Make it clear that you want to be included in events, meetings, and other situations, especially if they’re about you. Ask for documentation and any information that will be discussed ahead of time. Play a proactive role. Do your research — if your parents and teachers are meeting to create an IEP, take a look at sample IEPs online and ask other disabled students about their accommodations so you can have a better idea of things that might help you. If you come prepared with a list of accommodations, it’s much harder to exclude you from decisionmaking roles.
Don’t be afraid to ask people to restate, slow down, or explain things for you. You have a right to understand and follow what is going on, regardless as to what other people think about it. If you are uncomfortable with the direction a conversation is taking, you can step in to stay that you want to redirect the focus or bring up a specific issue that’s not being addressed.
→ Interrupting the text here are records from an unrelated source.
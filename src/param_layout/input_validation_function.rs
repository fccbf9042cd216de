use crate::error::LayoutError;
use crate::traits::LayerDescriptor;
use ahash::AHashSet;

/// Validates that a descriptor's parameter declarations are consistent.
///
/// Checks, in order, that no parameter key is listed twice, that every key has
/// a declared shape, that every declared shape belongs to a key, and that no
/// name is both a weight and a bias. Shapes themselves are checked by
/// `num_params`.
///
/// # Parameters
///
/// * `descriptor` - The layer descriptor to validate
///
/// # Returns
///
/// - `Ok(())` - If the declarations are consistent
/// - `Err(LayoutError)` - `DuplicateKey`, `MissingShape`, `UnknownShape` or `RoleConflict` for the first problem found
pub fn validate_descriptor<D: LayerDescriptor + ?Sized>(descriptor: &D) -> Result<(), LayoutError> {
    let shapes = descriptor.param_shapes();

    let mut seen = AHashSet::with_capacity(descriptor.param_keys().len());
    for name in descriptor.param_keys() {
        if !seen.insert(name.as_str()) {
            return Err(LayoutError::DuplicateKey { name: name.clone() });
        }
        if !shapes.contains(name) {
            return Err(LayoutError::MissingShape { name: name.clone() });
        }
    }

    if let Some(name) = shapes.keys().find(|name| !seen.contains(name)) {
        return Err(LayoutError::UnknownShape {
            name: name.to_string(),
        });
    }

    validate_roles(descriptor)
}

/// Validates that no parameter is declared as both a weight and a bias.
///
/// # Parameters
///
/// * `descriptor` - The layer descriptor to validate
///
/// # Returns
///
/// - `Ok(())` - If the weight and bias lists are disjoint
/// - `Err(LayoutError::RoleConflict)` - Naming the first bias that is also a weight
pub fn validate_roles<D: LayerDescriptor + ?Sized>(descriptor: &D) -> Result<(), LayoutError> {
    let weights: AHashSet<&str> = descriptor
        .weight_keys()
        .iter()
        .map(String::as_str)
        .collect();

    match descriptor
        .bias_keys()
        .iter()
        .find(|name| weights.contains(name.as_str()))
    {
        Some(name) => Err(LayoutError::RoleConflict { name: name.clone() }),
        None => Ok(()),
    }
}
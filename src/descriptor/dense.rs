use super::{BIAS_KEY, LayerParams, WEIGHT_KEY};

/// Parameter declarations of a dense (fully connected) layer.
///
/// Declares the weight matrix `W` with shape (input_dim, output_dim) followed by
/// the bias row `b` with shape (1, output_dim), matching the layout the dense
/// layer computes `input * W + b` with.
///
/// # Fields
///
/// - `input_dim` - Input dimension size
/// - `output_dim` - Output dimension size
/// - `params` - The underlying parameter declarations
#[derive(Debug, Clone, PartialEq, Eq)]
pub struct DenseParams {
    input_dim: usize,
    output_dim: usize,
    params: LayerParams,
}

impl DenseParams {
    /// Creates the parameter declarations of a dense layer.
    ///
    /// # Parameters
    ///
    /// - `input_dim` - Number of input features
    /// - `output_dim` - Number of output units
    pub fn new(input_dim: usize, output_dim: usize) -> Self {
        let params = LayerParams::new()
            .with_weight(WEIGHT_KEY, vec![input_dim, output_dim])
            .with_bias(BIAS_KEY, vec![1, output_dim]);

        Self {
            input_dim,
            output_dim,
            params,
        }
    }

    /// Returns the input dimension.
    pub fn input_dim(&self) -> usize {
        self.input_dim
    }

    /// Returns the output dimension.
    pub fn output_dim(&self) -> usize {
        self.output_dim
    }
}

delegate_layer_descriptor!(DenseParams, params);
use super::helper_functions::{fan_in_fan_out, seeded_rng};
use crate::error::LayoutError;
use crate::param_layout::ParamRole;
use crate::traits::WeightInit;
use ndarray::ArrayViewMutD;
use rand::rngs::StdRng;
use rand_distr::{Distribution, Uniform};

/// Xavier (Glorot) uniform initialization.
///
/// Weights are sampled from `U(-limit, limit)` with
/// `limit = sqrt(6 / (fan_in + fan_out))`, where the fans are derived from the
/// parameter's shape (see `fan_in_fan_out`). Biases are zeroed. Parameters
/// that are neither weights nor biases are left untouched.
#[derive(Debug, Clone)]
pub struct XavierUniform {
    rng: StdRng,
}

impl XavierUniform {
    /// Creates a Xavier uniform initializer.
    ///
    /// # Parameters
    ///
    /// * `seed` - Optional seed for reproducible sampling
    pub fn new(seed: Option<u64>) -> Self {
        Self {
            rng: seeded_rng(seed),
        }
    }

    /// Calculates the sampling bound used for a weight of the given shape.
    pub fn limit(shape: &[usize]) -> f32 {
        let (fan_in, fan_out) = fan_in_fan_out(shape);
        (6.0_f32 / (fan_in + fan_out) as f32).sqrt()
    }
}

impl WeightInit for XavierUniform {
    fn populate(
        &mut self,
        name: &str,
        role: Option<ParamRole>,
        shape: &[usize],
        view: &mut ArrayViewMutD<'_, f32>,
    ) -> Result<(), LayoutError> {
        match role {
            Some(ParamRole::Weight) => {
                let limit = Self::limit(shape);
                let distribution = Uniform::new(-limit, limit).map_err(|e| {
                    LayoutError::InvalidInitializer(format!(
                        "xavier bound {} for '{}' is invalid: {}",
                        limit, name, e
                    ))
                })?;
                view.map_inplace(|x| *x = distribution.sample(&mut self.rng));
            }
            Some(ParamRole::Bias) => view.fill(0.0),
            None => {}
        }
        Ok(())
    }
}
use crate::error::LayoutError;
use ahash::AHashMap;

/// Insertion-ordered mapping from parameter name to declared shape.
///
/// Iteration follows declaration order; lookups by name go through a hash
/// index. Re-inserting an existing name replaces its shape in place without
/// moving it.
#[derive(Debug, Clone, Default)]
pub struct ParamShapes {
    entries: Vec<(String, Vec<usize>)>,
    index: AHashMap<String, usize>,
}

impl ParamShapes {
    /// Creates an empty shape map.
    pub fn new() -> Self {
        Self::default()
    }

    /// Declares the shape of a parameter.
    ///
    /// # Parameters
    ///
    /// - `name` - Parameter name
    /// - `shape` - Dimension sizes of the parameter
    ///
    /// # Returns
    ///
    /// * `Option<Vec<usize>>` - The previously declared shape, if `name` was already present
    pub fn insert(&mut self, name: impl Into<String>, shape: Vec<usize>) -> Option<Vec<usize>> {
        let name = name.into();
        match self.index.get(&name) {
            Some(&i) => Some(std::mem::replace(&mut self.entries[i].1, shape)),
            None => {
                self.index.insert(name.clone(), self.entries.len());
                self.entries.push((name, shape));
                None
            }
        }
    }

    /// Looks up the declared shape of a parameter.
    ///
    /// # Parameters
    ///
    /// * `name` - Parameter name
    ///
    /// # Returns
    ///
    /// * `Option<&[usize]>` - The shape, or `None` if `name` was never declared
    pub fn get(&self, name: &str) -> Option<&[usize]> {
        self.index
            .get(name)
            .map(|&i| self.entries[i].1.as_slice())
    }

    /// Returns `true` if a shape is declared for `name`.
    pub fn contains(&self, name: &str) -> bool {
        self.index.contains_key(name)
    }

    /// Returns the number of declared parameters.
    pub fn len(&self) -> usize {
        self.entries.len()
    }

    /// Returns `true` if no parameter is declared.
    pub fn is_empty(&self) -> bool {
        self.entries.is_empty()
    }

    /// Iterates `(name, shape)` pairs in declaration order.
    pub fn iter(&self) -> impl Iterator<Item = (&str, &[usize])> {
        self.entries
            .iter()
            .map(|(name, shape)| (name.as_str(), shape.as_slice()))
    }

    /// Iterates parameter names in declaration order.
    pub fn keys(&self) -> impl Iterator<Item = &str> {
        self.entries.iter().map(|(name, _)| name.as_str())
    }
}

impl PartialEq for ParamShapes {
    fn eq(&self, other: &Self) -> bool {
        self.entries == other.entries
    }
}

impl Eq for ParamShapes {}

impl<S: Into<String>> FromIterator<(S, Vec<usize>)> for ParamShapes {
    fn from_iter<I: IntoIterator<Item = (S, Vec<usize>)>>(iter: I) -> Self {
        let mut shapes = ParamShapes::new();
        for (name, shape) in iter {
            shapes.insert(name, shape);
        }
        shapes
    }
}

/// Calculates the number of elements a parameter shape holds.
///
/// An empty shape describes a scalar and holds one element.
///
/// # Parameters
///
/// - `name` - Parameter name, used in the error
/// - `shape` - Declared dimension sizes
///
/// # Returns
///
/// - `Ok(usize)` - The product of all dimensions
/// - `Err(LayoutError::InvalidShape)` - If a dimension is zero or the product overflows `usize`
pub fn shape_len(name: &str, shape: &[usize]) -> Result<usize, LayoutError> {
    let invalid = || LayoutError::InvalidShape {
        name: name.to_string(),
        shape: shape.to_vec(),
    };

    shape.iter().try_fold(1usize, |acc, &dim| {
        if dim == 0 {
            return Err(invalid());
        }
        acc.checked_mul(dim).ok_or_else(invalid)
    })
}
use super::helper_functions::seeded_rng;
use crate::error::LayoutError;
use crate::param_layout::ParamRole;
use crate::traits::WeightInit;
use ndarray::ArrayViewMutD;
use rand::rngs::StdRng;
use rand_distr::{Distribution, Normal};

/// Weight initializer that samples every element from a normal distribution.
#[derive(Debug, Clone)]
pub struct NormalInit {
    distribution: Normal<f32>,
    rng: StdRng,
}

impl NormalInit {
    /// Creates a normal initializer.
    ///
    /// # Parameters
    ///
    /// - `mean` - Mean of the distribution
    /// - `std_dev` - Standard deviation of the distribution
    /// - `seed` - Optional seed for reproducible sampling
    ///
    /// # Returns
    ///
    /// - `Ok(Self)` - A new normal initializer
    /// - `Err(LayoutError::InvalidInitializer)` - If `std_dev` is negative or NaN
    pub fn new(mean: f32, std_dev: f32, seed: Option<u64>) -> Result<Self, LayoutError> {
        // rand_distr only rejects a non-finite std_dev
        if std_dev.is_nan() || std_dev < 0.0 {
            return Err(LayoutError::InvalidInitializer(format!(
                "normal distribution std_dev must be non-negative, got {}",
                std_dev
            )));
        }

        let distribution = Normal::new(mean, std_dev).map_err(|e| {
            LayoutError::InvalidInitializer(format!(
                "normal distribution (mean {}, std_dev {}) is invalid: {}",
                mean, std_dev, e
            ))
        })?;

        Ok(Self {
            distribution,
            rng: seeded_rng(seed),
        })
    }
}

impl WeightInit for NormalInit {
    fn populate(
        &mut self,
        _name: &str,
        _role: Option<ParamRole>,
        _shape: &[usize],
        view: &mut ArrayViewMutD<'_, f32>,
    ) -> Result<(), LayoutError> {
        view.map_inplace(|x| *x = self.distribution.sample(&mut self.rng));
        Ok(())
    }
}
As you’ve probably noted, many of these self-advocacy skills from my own experience rely heavily on being able to communicate verbally, using mainstream and ‘acceptable’ communication methods. Things get more complex for people who communicate in other ways, and many of those people write, make videos, and create other communications to provide information about how they advocate for themselves and navigate the world. I highly recommend checking them out if you want to get a broader idea of the spectrum of self-advocacy.